Task instructions: Scan the material that follows. Copy every line containing the word "persist".

Provided records:
++++++++

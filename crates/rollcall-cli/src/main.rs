use anyhow::{Context, Result};
use clap::{Parser, Subcommand};
use rollcall_core::persist;
use std::path::{Path, PathBuf};

// `#[zbus::proxy]` generates `RollcallProxy` (async) for the daemon interface.
#[zbus::proxy(
    interface = "org.rollcall.Rollcall1",
    default_service = "org.rollcall.Rollcall1",
    default_path = "/org/rollcall/Rollcall1"
)]
trait Rollcall {
    async fn register(&self, student_id: &str, name: &str, encodings_json: &str) -> zbus::Result<u32>;
    async fn identify(&self, probes_json: &str) -> zbus::Result<String>;
    async fn pending(&self) -> zbus::Result<String>;
    async fn confirm(&self, pending_id: &str, accept: bool, correct_student_id: &str) -> zbus::Result<bool>;
    async fn remove_student(&self, student_id: &str) -> zbus::Result<bool>;
    async fn list_students(&self) -> zbus::Result<String>;
    async fn status(&self) -> zbus::Result<String>;
    async fn update_settings(&self, settings_json: &str) -> zbus::Result<String>;
    async fn reload_settings(&self) -> zbus::Result<String>;
}

#[derive(Parser)]
#[command(name = "rollcall", about = "Rollcall face-matching CLI")]
struct Cli {
    /// Talk to a daemon on the system bus instead of the session bus
    #[arg(long, global = true)]
    system: bool,

    #[command(subcommand)]
    command: Commands,
}

#[derive(Subcommand)]
enum Commands {
    /// Register a student from a JSON file of feature vectors
    Register {
        /// Student ID
        id: String,
        /// Display name
        #[arg(short, long, default_value = "")]
        name: String,
        /// JSON file: an array of vectors
        #[arg(short, long)]
        file: PathBuf,
    },
    /// Match the faces of one frame from a JSON file of probe vectors
    Identify {
        #[arg(short, long)]
        file: PathBuf,
    },
    /// List matches awaiting confirmation
    Pending,
    /// Confirm (or reject) a pending match
    Confirm {
        /// Pending confirmation ID
        id: String,
        /// Reject instead of confirming
        #[arg(long)]
        reject: bool,
        /// Record the face for this student instead of the proposed one
        #[arg(long)]
        student: Option<String>,
    },
    /// Remove a student and their gallery
    Remove {
        /// Student ID to remove
        id: String,
    },
    /// List registered students
    List,
    /// Show daemon status
    Status,
    /// Change matching settings
    Settings {
        #[arg(long)]
        low: Option<f32>,
        #[arg(long)]
        high: Option<f32>,
        #[arg(long)]
        adaptive: Option<bool>,
        #[arg(long)]
        max_encodings: Option<usize>,
    },
    /// Re-read the daemon's settings file
    Reload,
    /// Inspect a gallery file without the daemon
    Inspect {
        path: PathBuf,
        /// Expected vector dimension
        #[arg(short, long, default_value_t = 128)]
        dimension: usize,
    },
}

#[tokio::main]
async fn main() -> Result<()> {
    tracing_subscriber::fmt()
        .with_env_filter(tracing_subscriber::EnvFilter::from_default_env())
        .init();

    let cli = Cli::parse();

    if let Commands::Inspect { path, dimension } = &cli.command {
        return inspect(path, *dimension);
    }

    tracing::debug!(system = cli.system, "connecting to rollcalld");
    let conn = if cli.system {
        zbus::Connection::system().await?
    } else {
        zbus::Connection::session().await?
    };
    let proxy = RollcallProxy::new(&conn)
        .await
        .context("connecting to rollcalld")?;

    match cli.command {
        Commands::Register { id, name, file } => {
            let encodings = read_vectors(&file)?;
            let len = proxy.register(&id, &name, &encodings).await?;
            println!("Registered {id} ({len} encodings)");
        }
        Commands::Identify { file } => {
            let probes = read_vectors(&file)?;
            print_json(&proxy.identify(&probes).await?)?;
        }
        Commands::Pending => {
            print_json(&proxy.pending().await?)?;
        }
        Commands::Confirm {
            id,
            reject,
            student,
        } => {
            let learned = proxy
                .confirm(&id, !reject, student.as_deref().unwrap_or(""))
                .await?;
            match (reject, learned) {
                (true, _) => println!("Rejected {id}"),
                (false, true) => println!("Confirmed {id}; gallery updated"),
                (false, false) => println!("Confirmed {id}; adaptive learning is off"),
            }
        }
        Commands::Remove { id } => {
            if proxy.remove_student(&id).await? {
                println!("Removed {id}");
            } else {
                println!("No student {id}");
            }
        }
        Commands::List => {
            print_json(&proxy.list_students().await?)?;
        }
        Commands::Status => {
            print_json(&proxy.status().await?)?;
        }
        Commands::Settings {
            low,
            high,
            adaptive,
            max_encodings,
        } => {
            let status: serde_json::Value = serde_json::from_str(&proxy.status().await?)?;
            let mut settings = status["engine"]["settings"].clone();
            if let Some(v) = low {
                settings["low_threshold"] = v.into();
            }
            if let Some(v) = high {
                settings["high_threshold"] = v.into();
            }
            if let Some(v) = adaptive {
                settings["adaptive_learning"] = v.into();
            }
            if let Some(v) = max_encodings {
                settings["max_encodings"] = v.into();
            }
            print_json(&proxy.update_settings(&settings.to_string()).await?)?;
        }
        Commands::Reload => {
            print_json(&proxy.reload_settings().await?)?;
        }
        Commands::Inspect { .. } => unreachable!("handled before connecting"),
    }

    Ok(())
}

/// Read a JSON array of vectors, re-encoded compactly for the wire.
fn read_vectors(path: &Path) -> Result<String> {
    let text = std::fs::read_to_string(path)
        .with_context(|| format!("reading {}", path.display()))?;
    let vectors: Vec<Vec<f32>> = serde_json::from_str(&text)
        .with_context(|| format!("{} is not a JSON array of vectors", path.display()))?;
    Ok(serde_json::to_string(&vectors)?)
}

fn print_json(json: &str) -> Result<()> {
    let value: serde_json::Value = serde_json::from_str(json)?;
    println!("{}", serde_json::to_string_pretty(&value)?);
    Ok(())
}

fn inspect(path: &Path, dimension: usize) -> Result<()> {
    anyhow::ensure!(dimension > 0, "dimension must be positive");
    let (store, report) = persist::load(path, dimension, usize::MAX)
        .with_context(|| format!("loading {}", path.display()))?;

    println!(
        "{}: {} students, {} encodings (dimension {})",
        path.display(),
        report.students,
        report.encodings,
        store.dimension()
    );
    for student in store.students() {
        let len = store.gallery(&student.id).map_or(0, |g| g.len());
        match &student.name {
            Some(name) => println!("  {} ({name}): {len}", student.id),
            None => println!("  {}: {len}", student.id),
        }
    }
    for corrupt in &report.skipped_students {
        println!("  skipped: {corrupt}");
    }
    for corrupt in &report.skipped {
        println!("  skipped: {corrupt}");
    }
    Ok(())
}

++++++++

Solution to this exercise:
use rollcall_core::persist;
    let (store, report) = persist::load(path, dimension, usize::MAX)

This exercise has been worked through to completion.